L’armée congolaise a annoncé avoir lancé, tôt ce vendredi matin, une série de frappes aériennes contre plusieurs positions de la rébellion du M23 dans l’Est de la République démocratique du Congo.
Selon des sources militaires, les opérations ont débuté vers 7 heures et ont visé des localités situées dans les zones de Bibwe, Nyenge, Chytso et Hembe, identifiées comme des bastions du mouvement rebelle.

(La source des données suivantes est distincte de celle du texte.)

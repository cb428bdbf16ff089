//! Event Types
//!
//! Everything the engine reports about a tick, one record per happening.

use serde::{Deserialize, Serialize};

/// A grid coordinate as it appears on the wire.
#[derive(Debug, Clone, Copy, PartialEq, Eq, Hash, Serialize, Deserialize)]
pub struct Cell {
    pub x: i32,
    pub y: i32,
}

impl Cell {
    pub fn new(x: i32, y: i32) -> Self {
        Self { x, y }
    }
}

/// Primary event type categories
#[derive(Debug, Clone, Copy, PartialEq, Eq, Hash, Serialize, Deserialize)]
#[serde(rename_all = "snake_case")]
pub enum EventType {
    PursuitStarted,
    Moved,
    Blocked,
    Consumed,
    PursuitInvalidated,
    Died,
    Regrew,
}

impl EventType {
    /// Returns all event type variants.
    pub fn all() -> &'static [EventType] {
        &[
            EventType::PursuitStarted,
            EventType::Moved,
            EventType::Blocked,
            EventType::Consumed,
            EventType::PursuitInvalidated,
            EventType::Died,
            EventType::Regrew,
        ]
    }
}

/// Event payload, tagged by `event_type` when serialized.
#[derive(Debug, Clone, PartialEq, Serialize, Deserialize)]
#[serde(tag = "event_type", rename_all = "snake_case")]
pub enum EventKind {
    /// An unattached agent committed to a food patch.
    PursuitStarted {
        agent_id: u32,
        food_id: u32,
        score: f64,
    },
    Moved {
        agent_id: u32,
        from: Cell,
        to: Cell,
    },
    /// The wanted cell was held by another agent, so the agent stayed put.
    Blocked {
        agent_id: u32,
        at: Cell,
        wanted: Cell,
    },
    Consumed {
        agent_id: u32,
        food_id: u32,
        amount: u8,
        health_after: f64,
        witnessed: bool,
        punished: bool,
    },
    /// Another agent took the food this agent was walking towards.
    PursuitInvalidated {
        agent_id: u32,
        food_id: u32,
    },
    Died {
        agent_id: u32,
        at: Cell,
    },
    Regrew {
        food_id: u32,
        at: Cell,
    },
}

impl EventKind {
    pub fn event_type(&self) -> EventType {
        match self {
            EventKind::PursuitStarted { .. } => EventType::PursuitStarted,
            EventKind::Moved { .. } => EventType::Moved,
            EventKind::Blocked { .. } => EventType::Blocked,
            EventKind::Consumed { .. } => EventType::Consumed,
            EventKind::PursuitInvalidated { .. } => EventType::PursuitInvalidated,
            EventKind::Died { .. } => EventType::Died,
            EventKind::Regrew { .. } => EventType::Regrew,
        }
    }

    /// The agent the event is about, if any.
    pub fn agent_id(&self) -> Option<u32> {
        match self {
            EventKind::PursuitStarted { agent_id, .. }
            | EventKind::Moved { agent_id, .. }
            | EventKind::Blocked { agent_id, .. }
            | EventKind::Consumed { agent_id, .. }
            | EventKind::PursuitInvalidated { agent_id, .. }
            | EventKind::Died { agent_id, .. } => Some(*agent_id),
            EventKind::Regrew { .. } => None,
        }
    }
}

/// A single event stamped with the tick it happened in.
#[derive(Debug, Clone, PartialEq, Serialize, Deserialize)]
pub struct SimEvent {
    pub tick: u64,
    #[serde(flatten)]
    pub kind: EventKind,
}

impl SimEvent {
    pub fn new(tick: u64, kind: EventKind) -> Self {
        Self { tick, kind }
    }

    pub fn event_type(&self) -> EventType {
        self.kind.event_type()
    }
}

Les Forces armées de la RDC (FARDC) ont mobilisé des avions de combat Sukhoï-25 et des drones CH-4 pour mener ces frappes, qualifiées de “chirurgicales” par des responsables militaires. L’objectif, affirment-ils, est de neutraliser les combattants du M23 et de sécuriser des zones où les civils sont souvent utilisés comme boucliers humains.

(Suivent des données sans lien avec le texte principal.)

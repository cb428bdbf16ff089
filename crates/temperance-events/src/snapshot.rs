//! Snapshot Types
//!
//! Read-only copies of the world handed to renderers after each tick.
//!
//! Snapshots carry everything the agent info panel needs: positions, health,
//! current pursuit, learned rule weights, social counters and the PECS
//! scores behind the last decision.

use serde::{Deserialize, Serialize};

use crate::event::Cell;

/// A food patch the agent saw this tick, with the scores it gave it.
#[derive(Debug, Clone, PartialEq, Serialize, Deserialize)]
pub struct SeenFoodSnapshot {
    pub food_id: u32,
    pub position: Cell,
    pub amount: u8,
    pub physical: i32,
    pub emotional: i32,
    pub cognitive: i32,
    pub social: f64,
    pub total: f64,
}

/// Full agent snapshot
#[derive(Debug, Clone, PartialEq, Serialize, Deserialize)]
pub struct AgentSnapshot {
    pub agent_id: u32,
    pub position: Cell,
    pub health: f64,
    #[serde(skip_serializing_if = "Option::is_none")]
    pub pursuing: Option<u32>,
    #[serde(skip_serializing_if = "Option::is_none")]
    pub consuming: Option<u32>,
    #[serde(default)]
    pub punished: bool,
    /// Learned weight of each of the five rules, in rule order.
    pub rule_weights: [u32; 5],
    pub social_pressure: f64,
    pub times_sick_3: u32,
    pub times_punished_2: u32,
    pub times_punished_3: u32,
    #[serde(default, skip_serializing_if = "Vec::is_empty")]
    pub seeing: Vec<SeenFoodSnapshot>,
}

/// Food patch snapshot
#[derive(Debug, Clone, PartialEq, Serialize, Deserialize)]
pub struct FoodSnapshot {
    pub food_id: u32,
    pub position: Cell,
    pub amount: u8,
    pub consumed: bool,
    pub regrowth_timer: u32,
}

/// Complete world snapshot
#[derive(Debug, Clone, PartialEq, Serialize, Deserialize)]
pub struct WorldSnapshot {
    pub tick: u64,
    pub grid_size: u32,
    pub agents: Vec<AgentSnapshot>,
    pub food: Vec<FoodSnapshot>,
}

impl WorldSnapshot {
    pub fn new(tick: u64, grid_size: u32) -> Self {
        Self {
            tick,
            grid_size,
            agents: Vec::new(),
            food: Vec::new(),
        }
    }

    /// Finds an agent by ID.
    pub fn find_agent(&self, agent_id: u32) -> Option<&AgentSnapshot> {
        self.agents.iter().find(|a| a.agent_id == agent_id)
    }

    /// Finds a food patch by ID.
    pub fn find_food(&self, food_id: u32) -> Option<&FoodSnapshot> {
        self.food.iter().find(|f| f.food_id == food_id)
    }

    /// Returns the agent standing on a cell.
    pub fn agent_at(&self, cell: Cell) -> Option<&AgentSnapshot> {
        self.agents.iter().find(|a| a.position == cell)
    }

    /// Returns the uneaten food on a cell.
    pub fn available_food_at(&self, cell: Cell) -> Option<&FoodSnapshot> {
        self.food.iter().find(|f| f.position == cell && !f.consumed)
    }

    pub fn living_agent_count(&self) -> usize {
        self.agents.len()
    }

    /// Serializes the snapshot to pretty JSON.
    pub fn to_json_pretty(&self) -> Result<String, serde_json::Error> {
        serde_json::to_string_pretty(self)
    }

    /// Deserializes a snapshot from JSON.
    pub fn from_json(json: &str) -> Result<Self, serde_json::Error> {
        serde_json::from_str(json)
    }
}

#[cfg(test)]
mod tests {
    use super::*;

    fn sample_agent(agent_id: u32, x: i32, y: i32) -> AgentSnapshot {
        AgentSnapshot {
            agent_id,
            position: Cell::new(x, y),
            health: 10.0,
            pursuing: None,
            consuming: None,
            punished: false,
            rule_weights: [0; 5],
            social_pressure: 0.0,
            times_sick_3: 0,
            times_punished_2: 0,
            times_punished_3: 0,
            seeing: Vec::new(),
        }
    }

    fn sample_food(food_id: u32, x: i32, y: i32, consumed: bool) -> FoodSnapshot {
        FoodSnapshot {
            food_id,
            position: Cell::new(x, y),
            amount: 2,
            consumed,
            regrowth_timer: 3,
        }
    }

    #[test]
    fn test_world_snapshot_lookups() {
        let mut snapshot = WorldSnapshot::new(4, 5);
        snapshot.agents.push(sample_agent(0, 1, 1));
        snapshot.agents.push(sample_agent(1, 3, 2));
        snapshot.food.push(sample_food(0, 1, 1, false));
        snapshot.food.push(sample_food(1, 4, 4, true));

        assert_eq!(snapshot.living_agent_count(), 2);
        assert_eq!(snapshot.find_agent(1).map(|a| a.position), Some(Cell::new(3, 2)));
        assert!(snapshot.find_agent(9).is_none());
        assert_eq!(snapshot.agent_at(Cell::new(1, 1)).map(|a| a.agent_id), Some(0));
        assert!(snapshot.available_food_at(Cell::new(1, 1)).is_some());
        assert!(snapshot.available_food_at(Cell::new(4, 4)).is_none());
        assert_eq!(snapshot.find_food(1).map(|f| f.consumed), Some(true));
    }

    #[test]
    fn test_world_snapshot_serialization() {
        let mut snapshot = WorldSnapshot::new(12, 5);
        let mut agent = sample_agent(0, 2, 2);
        agent.pursuing = Some(1);
        agent.seeing.push(SeenFoodSnapshot {
            food_id: 1,
            position: Cell::new(3, 3),
            amount: 2,
            physical: 1,
            emotional: 2,
            cognitive: 0,
            social: 0.0,
            total: 3.0,
        });
        snapshot.agents.push(agent);
        snapshot.food.push(sample_food(1, 3, 3, false));

        let json = snapshot.to_json_pretty().unwrap();
        assert!(json.contains("\"pursuing\": 1"));
        assert!(!json.contains("consuming"));

        let parsed = WorldSnapshot::from_json(&json).unwrap();
        assert_eq!(parsed, snapshot);
    }
}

Kinshasa insiste sur le fait que ces actions militaires s’inscrivent dans le cadre de la légitime défense face aux attaques répétées des rebelles. « La RDC a le devoir de protéger ses villages, ses familles et ses enfants », a déclaré un haut gradé sous couvert d’anonymat.
De son côté, le M23 dénonce régulièrement les opérations de l’armée et affirme être victime d’une campagne menée avec l’appui d’alliés régionaux. Mais pour le gouvernement congolais, ces accusations visent à masquer la réalité d’une insurrection armée soutenue par le Rwanda, une position que Kigali dément
L’Est de la RDC reste marqué par des décennies de violences, où plusieurs groupes armés locaux et étrangers s’affrontent pour le contrôle de territoires stratégiques et de ressources. Le M23, actif depuis plus d’une décennie, est accusé par les autorités congolaises et l’ONU de graves violations des droits humains.
Avec ces nouvelles frappes, Kinshasa réaffirme sa volonté de reprendre le contrôle de zones stratégiques, notamment autour de Goma, Bukavu et Bunagana. Reste à savoir si cette offensive militaire marquera un tournant dans le conflit ou si elle entraînera une nouvelle escalade dans la région.